[MATERIAL FOR THIS TASK — start]

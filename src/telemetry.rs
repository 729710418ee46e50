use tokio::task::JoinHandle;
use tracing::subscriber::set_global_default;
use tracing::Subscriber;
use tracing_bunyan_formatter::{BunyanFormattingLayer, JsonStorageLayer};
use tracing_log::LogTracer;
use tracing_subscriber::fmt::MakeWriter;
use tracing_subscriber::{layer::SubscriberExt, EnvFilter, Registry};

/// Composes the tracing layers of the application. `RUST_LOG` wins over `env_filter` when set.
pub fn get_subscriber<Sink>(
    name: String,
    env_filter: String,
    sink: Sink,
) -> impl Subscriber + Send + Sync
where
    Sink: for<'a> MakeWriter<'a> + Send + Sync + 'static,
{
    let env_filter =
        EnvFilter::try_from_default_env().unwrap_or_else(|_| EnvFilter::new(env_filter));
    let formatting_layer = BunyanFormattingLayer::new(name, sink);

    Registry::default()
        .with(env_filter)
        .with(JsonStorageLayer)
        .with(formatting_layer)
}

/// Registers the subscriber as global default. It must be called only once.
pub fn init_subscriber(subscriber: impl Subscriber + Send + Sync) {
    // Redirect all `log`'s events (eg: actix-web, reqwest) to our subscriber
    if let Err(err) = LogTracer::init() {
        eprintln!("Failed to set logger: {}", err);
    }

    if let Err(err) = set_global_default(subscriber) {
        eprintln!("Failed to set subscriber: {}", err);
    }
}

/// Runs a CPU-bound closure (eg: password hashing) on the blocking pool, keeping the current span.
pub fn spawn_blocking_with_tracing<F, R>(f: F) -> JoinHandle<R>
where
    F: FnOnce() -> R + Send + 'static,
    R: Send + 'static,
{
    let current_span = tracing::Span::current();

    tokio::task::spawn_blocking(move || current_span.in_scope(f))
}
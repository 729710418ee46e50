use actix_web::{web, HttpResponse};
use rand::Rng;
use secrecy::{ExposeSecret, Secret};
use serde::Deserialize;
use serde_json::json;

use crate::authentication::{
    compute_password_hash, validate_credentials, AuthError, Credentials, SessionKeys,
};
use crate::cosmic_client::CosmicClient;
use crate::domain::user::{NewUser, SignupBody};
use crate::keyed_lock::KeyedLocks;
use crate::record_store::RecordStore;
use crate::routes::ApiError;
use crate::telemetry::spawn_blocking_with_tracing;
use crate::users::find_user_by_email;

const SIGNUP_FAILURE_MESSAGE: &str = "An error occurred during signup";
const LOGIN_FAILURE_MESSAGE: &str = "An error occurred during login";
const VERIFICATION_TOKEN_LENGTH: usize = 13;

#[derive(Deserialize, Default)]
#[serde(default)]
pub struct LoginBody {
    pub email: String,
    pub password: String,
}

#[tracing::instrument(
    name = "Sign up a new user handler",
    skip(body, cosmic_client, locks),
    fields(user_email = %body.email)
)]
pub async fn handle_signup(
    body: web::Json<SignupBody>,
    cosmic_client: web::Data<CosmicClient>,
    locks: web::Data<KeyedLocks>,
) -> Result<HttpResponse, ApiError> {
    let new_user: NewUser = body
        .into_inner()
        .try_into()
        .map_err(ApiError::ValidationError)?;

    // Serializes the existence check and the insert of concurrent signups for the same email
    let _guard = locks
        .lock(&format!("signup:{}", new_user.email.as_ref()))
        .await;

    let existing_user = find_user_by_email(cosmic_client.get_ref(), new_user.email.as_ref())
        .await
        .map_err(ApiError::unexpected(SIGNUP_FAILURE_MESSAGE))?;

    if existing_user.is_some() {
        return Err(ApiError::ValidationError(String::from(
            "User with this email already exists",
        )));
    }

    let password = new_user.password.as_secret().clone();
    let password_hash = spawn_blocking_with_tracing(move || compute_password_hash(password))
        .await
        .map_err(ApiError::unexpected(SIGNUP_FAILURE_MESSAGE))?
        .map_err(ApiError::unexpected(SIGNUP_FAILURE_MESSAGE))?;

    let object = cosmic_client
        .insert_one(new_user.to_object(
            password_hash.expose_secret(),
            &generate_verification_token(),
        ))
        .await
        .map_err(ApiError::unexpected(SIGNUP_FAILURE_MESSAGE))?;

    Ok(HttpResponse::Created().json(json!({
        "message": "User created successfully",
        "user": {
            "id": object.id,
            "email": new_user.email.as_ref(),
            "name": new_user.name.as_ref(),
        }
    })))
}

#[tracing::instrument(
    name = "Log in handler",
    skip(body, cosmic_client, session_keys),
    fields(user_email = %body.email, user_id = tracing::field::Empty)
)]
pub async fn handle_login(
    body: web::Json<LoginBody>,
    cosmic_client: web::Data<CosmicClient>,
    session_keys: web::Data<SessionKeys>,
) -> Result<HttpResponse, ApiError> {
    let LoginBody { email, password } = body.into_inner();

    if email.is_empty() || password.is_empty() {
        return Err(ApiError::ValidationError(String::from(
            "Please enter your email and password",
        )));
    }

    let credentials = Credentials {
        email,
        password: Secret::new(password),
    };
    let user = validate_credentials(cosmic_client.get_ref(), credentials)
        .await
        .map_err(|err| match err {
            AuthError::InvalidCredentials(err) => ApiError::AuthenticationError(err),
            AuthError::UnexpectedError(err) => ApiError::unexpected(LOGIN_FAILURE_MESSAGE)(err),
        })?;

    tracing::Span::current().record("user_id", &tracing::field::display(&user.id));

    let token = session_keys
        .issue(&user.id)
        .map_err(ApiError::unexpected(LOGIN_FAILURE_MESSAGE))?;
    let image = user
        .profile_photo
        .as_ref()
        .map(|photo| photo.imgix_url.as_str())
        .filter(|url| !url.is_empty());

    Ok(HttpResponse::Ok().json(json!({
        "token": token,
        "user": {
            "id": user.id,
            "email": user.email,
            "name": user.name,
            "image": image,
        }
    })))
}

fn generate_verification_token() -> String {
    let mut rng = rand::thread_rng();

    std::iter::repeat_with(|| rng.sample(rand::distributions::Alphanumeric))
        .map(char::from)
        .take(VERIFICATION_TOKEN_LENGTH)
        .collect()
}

[MATERIAL FOR THIS TASK — finish]

All lines in the listing above with the string "Failed" should be returned.

• _WRITTEN SOLUTION_:
        eprintln!("Failed to set logger: {}", err);
        eprintln!("Failed to set subscriber: {}", err);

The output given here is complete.